Até pouco tempo atrás o foco que se dava sobre a publicidade e a competência de seus profissionais ou das agências de publicidade era totalmente voltado a forma da comunicação. Para se atingir o objetivo de comunicação de uma mensagem a busca das soluções por um longo tempo foi baseado em apresentar a publicidade de uma forma diferente, criativa, inovadora. Era esta novidade criativa que fazia a diferença no momento em que o consumidor folheava uma página de anúncio, como nos exemplos conceituais de anúncios abaixo:


Entretanto estes conceitos foram consolidados em um momento onde havia determinado número de meios e veículos de comunicação e estes poucos “falavam” com todos, em uma comunicação unilateral. Neste cenário a missão dos publicitários era chamar a atenção visualmente ou através de capas especiais, materiais diferenciados, encartes, título impactante, imagem, etc. O leitor que buscava um conteúdo em uma revista, jornal ou TV era interceptado por uma marca, e esta precisava se esforçar ao máximo para entreter o leitor sem atrapalhá-lo e levando um toque de curiosidade, humor ou impacto visual para que ele ficasse admirado com a qualidade da mensagem e consequentemente seu conteúdo.
Atualmente isso mudou?
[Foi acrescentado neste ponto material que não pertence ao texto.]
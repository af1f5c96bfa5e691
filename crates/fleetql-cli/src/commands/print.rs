//! Canonical form of a filter.

use fleetql_lib::printer::FilterPrinter;

use super::run_common::{FilterInput, Loaded};

pub struct PrintArgs {
    pub input: FilterInput,
    pub tree: bool,
}

pub fn run(args: PrintArgs) {
    let loaded = Loaded::or_exit(&args.input);
    let filter = loaded.parse_or_exit();
    let bound = loaded.bind_or_exit(&filter);

    if args.tree {
        print!("{}", FilterPrinter::new(bound.node()).tree(true).dump());
    } else {
        println!("{}", bound.print());
    }
}
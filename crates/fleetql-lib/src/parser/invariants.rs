//! Invariant checks excluded from coverage reports.

#![cfg_attr(coverage_nightly, coverage(off))]

/// Lowering only runs on trees the parser accepted without diagnostics.
#[inline]
pub(super) fn ensure_lowered<T>(node: Option<T>, what: &str) -> T {
    node.unwrap_or_else(|| {
        panic!("broken parser invariant: accepted tree has no {what} (lowering requires a clean parse)")
    })
}
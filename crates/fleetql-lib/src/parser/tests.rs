use indoc::indoc;

use super::*;
use crate::DiagnosticKind;
use crate::config::EngineConfig;

fn comparison(node: &RawNode) -> &RawComparison {
    match node {
        RawNode::Comparison(c) => c,
        other => panic!("expected comparison, got {other:?}"),
    }
}

/// Compact rendering of the tree shape: `(a & (b | c))`.
fn shape(node: &RawNode) -> String {
    match node {
        RawNode::Comparison(c) => c.field.text(),
        RawNode::And(l, r) => format!("({} & {})", shape(l), shape(r)),
        RawNode::Or(l, r) => format!("({} | {})", shape(l), shape(r)),
        RawNode::Group(inner) => format!("[{}]", shape(inner)),
    }
}

fn error_kind(source: &str) -> DiagnosticKind {
    parse(source).unwrap_err().kind()
}

fn expectation(source: &str) -> Expectation {
    parse_tree(source, &EngineConfig::default()).expectation
}

#[test]
fn simple_comparison() {
    let raw = parse("name==abc").unwrap();
    let c = comparison(&raw);
    assert_eq!(c.field.segments, ["name"]);
    assert_eq!(c.op, ComparisonOp::Eq);
    assert!(!c.is_list);
    assert_eq!(c.values.len(), 1);
    assert_eq!(c.values[0].text(), "abc");
    assert_eq!(c.values[0].kind, LiteralKind::Bareword);
    assert_eq!(c.span, rowan::TextRange::new(0.into(), 9.into()));
}

#[test]
fn dotted_field_path() {
    let raw = parse("assignedDs.version==1.0").unwrap();
    let c = comparison(&raw);
    assert_eq!(c.field.segments, ["assignedDs", "version"]);
    assert_eq!(c.field.head(), "assignedDs");
    assert_eq!(c.values[0].kind, LiteralKind::Number);
}

#[test]
fn and_binds_tighter_than_or() {
    let raw = parse("a==1,b==2;c==3").unwrap();
    assert_eq!(shape(&raw), "(a | (b & c))");
}

#[test]
fn chains_are_left_associative() {
    assert_eq!(shape(&parse("a==1;b==2;c==3").unwrap()), "((a & b) & c)");
    assert_eq!(shape(&parse("a==1,b==2,c==3").unwrap()), "((a | b) | c)");
}

#[test]
fn keyword_connectors() {
    let raw = parse("a==1 and b==2 OR c==3").unwrap();
    assert_eq!(shape(&raw), "((a & b) | c)");
}

#[test]
fn groups_override_precedence() {
    let raw = parse("(a==1 , b==2) ; c==3").unwrap();
    assert_eq!(shape(&raw), "([(a | b)] & c)");
}

#[test]
fn keywords_are_values_after_operator() {
    let raw = parse("a==and;b==OR").unwrap();
    let comparisons = raw.comparisons();
    assert_eq!(comparisons[0].values[0].text(), "and");
    assert_eq!(comparisons[1].values[0].text(), "OR");
}

#[test]
fn value_list() {
    let raw = parse(r#"tag=in=(x, "y z")"#).unwrap();
    let c = comparison(&raw);
    assert_eq!(c.op, ComparisonOp::In);
    assert!(c.is_list);
    let texts: Vec<_> = c.values.iter().map(|v| v.text()).collect();
    assert_eq!(texts, ["x", "y z"]);
}

#[test]
fn operator_aliases() {
    let cases = [
        ("a==1", ComparisonOp::Eq),
        ("a!=1", ComparisonOp::Ne),
        ("a=gt=1", ComparisonOp::Gt),
        ("a>1", ComparisonOp::Gt),
        ("a=GE=1", ComparisonOp::Ge),
        ("a>=1", ComparisonOp::Ge),
        ("a=lt=1", ComparisonOp::Lt),
        ("a<1", ComparisonOp::Lt),
        ("a=le=1", ComparisonOp::Le),
        ("a<=1", ComparisonOp::Le),
        ("a=out=1", ComparisonOp::Out),
        ("a=is=null", ComparisonOp::Is),
        ("a=eq=1", ComparisonOp::Is),
        ("a=not=null", ComparisonOp::Not),
        ("a=ne=1", ComparisonOp::Not),
    ];
    for (source, op) in cases {
        assert_eq!(comparison(&parse(source).unwrap()).op, op, "{source}");
    }
}

#[test]
fn unknown_operator() {
    let err = parse("name=like=abc").unwrap_err();
    assert_eq!(err.kind(), DiagnosticKind::UnknownOperator);
    assert_eq!(err.message(), "unknown operator `=like=`");
    assert_eq!(err.fragment(), "=like=");
}

#[test]
fn unterminated_string() {
    let err = parse(r#"name=="abc"#).unwrap_err();
    assert_eq!(err.kind(), DiagnosticKind::UnterminatedString);
    assert_eq!(err.fragment(), r#""abc"#);
}

#[test]
fn unclosed_group() {
    let err = parse("(a==1").unwrap_err();
    assert_eq!(err.kind(), DiagnosticKind::UnclosedGroup);
    assert_eq!(err.message(), "missing closing `)`; filter ends inside a group");
    assert_eq!(err.fragment(), "(a==1");
}

#[test]
fn unmatched_close_paren() {
    let err = parse("a==1)").unwrap_err();
    assert_eq!(err.kind(), DiagnosticKind::UnexpectedToken);
    assert_eq!(err.message(), "unexpected token: unmatched `)`");
    assert_eq!(err.fragment(), ")");
}

#[test]
fn unclosed_list() {
    assert_eq!(error_kind("a=in=(x,y"), DiagnosticKind::UnclosedList);
}

#[test]
fn empty_list() {
    let err = parse("a=in=()").unwrap_err();
    assert_eq!(err.kind(), DiagnosticKind::EmptyList);
    assert_eq!(err.fragment(), "()");
}

#[test]
fn empty_filter() {
    assert_eq!(error_kind(""), DiagnosticKind::EmptyFilter);
    assert_eq!(error_kind("   "), DiagnosticKind::EmptyFilter);
}

#[test]
fn malformed_field_paths() {
    for source in ["a..b==1", ".a==1", "a.==1", "a.*==1"] {
        assert_eq!(error_kind(source), DiagnosticKind::MalformedFieldPath, "{source}");
    }
    let err = parse("a..b==1").unwrap_err();
    assert_eq!(err.message(), "malformed field path: empty segment in `a..b`");
}

#[test]
fn missing_parts() {
    assert_eq!(error_kind("name"), DiagnosticKind::ExpectedOperator);
    assert_eq!(error_kind("name=="), DiagnosticKind::ExpectedValue);
    assert_eq!(error_kind("name==a;"), DiagnosticKind::ExpectedField);
    assert_eq!(error_kind("name==a;,b==c"), DiagnosticKind::ExpectedField);
    assert_eq!(error_kind("a==1 b==2"), DiagnosticKind::UnexpectedToken);
}

#[test]
fn missing_value_at_end_has_empty_fragment() {
    let err = parse("name==").unwrap_err();
    assert_eq!(err.fragment(), "");
    assert_eq!(err.range(), rowan::TextRange::empty(6.into()));
}

#[test]
fn nesting_limit() {
    let config = EngineConfig::default().with_limits(3, 4096);
    assert!(parse_with_config("(((a==1)))", &config).is_ok());

    let err = parse_with_config("((((a==1))))", &config).unwrap_err();
    assert_eq!(err.kind(), DiagnosticKind::NestingTooDeep);
}

#[test]
fn token_limit() {
    let config = EngineConfig::default().with_limits(64, 5);
    assert!(parse_with_config("a==1", &config).is_ok());

    let err = parse_with_config("a==1;b==2", &config).unwrap_err();
    assert_eq!(err.kind(), DiagnosticKind::FilterTooLarge);
}

#[test]
fn comparison_limit() {
    let config = EngineConfig::default().with_max_comparisons(2);
    assert!(parse_with_config("a==1;b==2", &config).is_ok());

    let err = parse_with_config("a==1;b==2,c==3", &config).unwrap_err();
    assert_eq!(err.kind(), DiagnosticKind::FilterTooLarge);
    assert_eq!(err.fragment(), "c==3");
}

#[test]
fn long_chain_stops_at_comparison_limit() {
    let source = vec!["name==a"; 1000].join(";");
    let result = parse_tree(&source, &EngineConfig::default());
    let fatal = result.fatal.expect("chain exceeds the comparison limit");
    assert_eq!(fatal.kind(), DiagnosticKind::FilterTooLarge);
    assert_eq!(usize::from(fatal.range().start()), 256 * "name==a;".len());
}

#[test]
fn deep_nesting_with_default_limit() {
    let depth = 100;
    let source = format!("{}a==1{}", "(".repeat(depth), ")".repeat(depth));
    assert_eq!(error_kind(&source), DiagnosticKind::NestingTooDeep);
}

#[test]
fn expectation_at_end() {
    assert_eq!(expectation(""), Expectation::Field);
    assert_eq!(
        expectation("name"),
        Expectation::Operator {
            field: "name".to_string()
        }
    );
    assert_eq!(
        expectation("name=="),
        Expectation::Value {
            field: "name".to_string(),
            op: Some(ComparisonOp::Eq)
        }
    );
    assert_eq!(expectation("name==a "), Expectation::Connector);
    assert_eq!(expectation("(name==a)"), Expectation::Connector);
    assert_eq!(expectation("name==a and "), Expectation::Field);
    assert_eq!(expectation("name==a;("), Expectation::Field);
    assert_eq!(expectation("name=in=(a"), Expectation::Nothing);
    assert_eq!(
        expectation("name=in=(a,"),
        Expectation::Value {
            field: "name".to_string(),
            op: Some(ComparisonOp::In)
        }
    );
}

#[test]
fn tolerant_parse_keeps_all_diagnostics() {
    let diagnostics = check("a=like=1;b=in=()", &EngineConfig::default());
    let kinds: Vec<_> = diagnostics.filtered().iter().map(|d| d.kind()).collect();
    assert_eq!(
        kinds,
        [DiagnosticKind::UnknownOperator, DiagnosticKind::EmptyList]
    );
}

#[test]
fn cst_is_lossless() {
    let source = "a==1; b=in=(x,y)";
    let result = parse_tree(source, &EngineConfig::default());
    assert_eq!(result.root.as_cst().text().to_string(), source);

    insta::assert_snapshot!(dump_cst(result.root.as_cst(), true), @r#"
    Root
      And
        Comparison
          FieldPath
            Bareword "a"
          Comparator "=="
          Value
            Bareword "1"
        Semicolon ";"
        Whitespace " "
        Comparison
          FieldPath
            Bareword "b"
          Comparator "=in="
          ValueList
            ParenOpen "("
            Value
              Bareword "x"
            Comma ","
            Value
              Bareword "y"
            ParenClose ")"
    "#);
}

#[test]
fn error_renders_with_source() {
    let source = "name=like=abc";
    let err = parse(source).unwrap_err();
    insta::assert_snapshot!(err.render(source, false), @r"
    error: unknown operator `=like=`
      |
    1 | name=like=abc
      |     ^^^^^^
    ");
}

#[test]
fn multiline_filter() {
    let source = indoc! {"
        name==a
        and tag==b
    "};
    assert_eq!(shape(&parse(source).unwrap()), "(name & tag)");
}

#[test]
fn misspelled_operators_get_a_fix() {
    let fix = |source: &str| {
        let primary = check(source, &EngineConfig::default()).primary().unwrap();
        assert_eq!(primary.kind(), DiagnosticKind::UnknownOperator, "`{source}`");
        primary.fix.map(|f| f.replacement)
    };
    assert_eq!(fix("name=a").as_deref(), Some("=="));
    assert_eq!(fix("id=LTE=5").as_deref(), Some("=le="));
    assert_eq!(fix("id=nin=(1,2)").as_deref(), Some("=out="));
    assert_eq!(fix("name=like=a"), None);
}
Não. A necessidade de apresentações diferenciadas em um espaço publicitário de jornal, revista, tv, e também na web ou qualquer outro meio, continua o mesmo ou ainda maior! E isto ainda não basta. A exigência de uma apresentação eficaz e eficiente precisa ser somada a um conteúdo relevante ao público-alvo. No momento em que a informação digital permitiu a multiplicação de meios e veículos de comunicação, onde toda a sociedade também se tornou emissora de informações – citado por muitos como “web 2.0” - não existe mais limite para o número de canais de comunicação. Qualquer pessoa pode ser responsável por produção de conhecimento ou entretenimento, sem limites geográficos! E como fica a publicidade com isso? A resposta que vem sendo dada é a transformação da publicidade intrusiva nos meios de comunicação para a publicidade de interação, seja através do entretenimento das conhecidas ações virais (buzz marketing) como também pelo vínculo da marca a um conteúdo relevante/útil para o consumidor alvo, onde a marca pode ensinar ou interagir com o consumidor de uma forma diferenciada.
Portanto a regra do momento é: se você quer conquistar a audiência do seu consumidor, deve justificá-la. Ofereça algo que seu consumidor queira ver. Conte uma história para seu público-alvo para que ele se envolva. Para uma comunicação eficiente, não adianta mais forçar a inserção de sua marca na frente dos olhos do consumidor sem ter um porquê, ou com um intuito puramente comercial. Ainda existe isso? Sim. Na comunicação outdoor, TV, impressos e até web, mas até quando ou como isso vai evoluir ainda é uma questão indefinida a se refletir.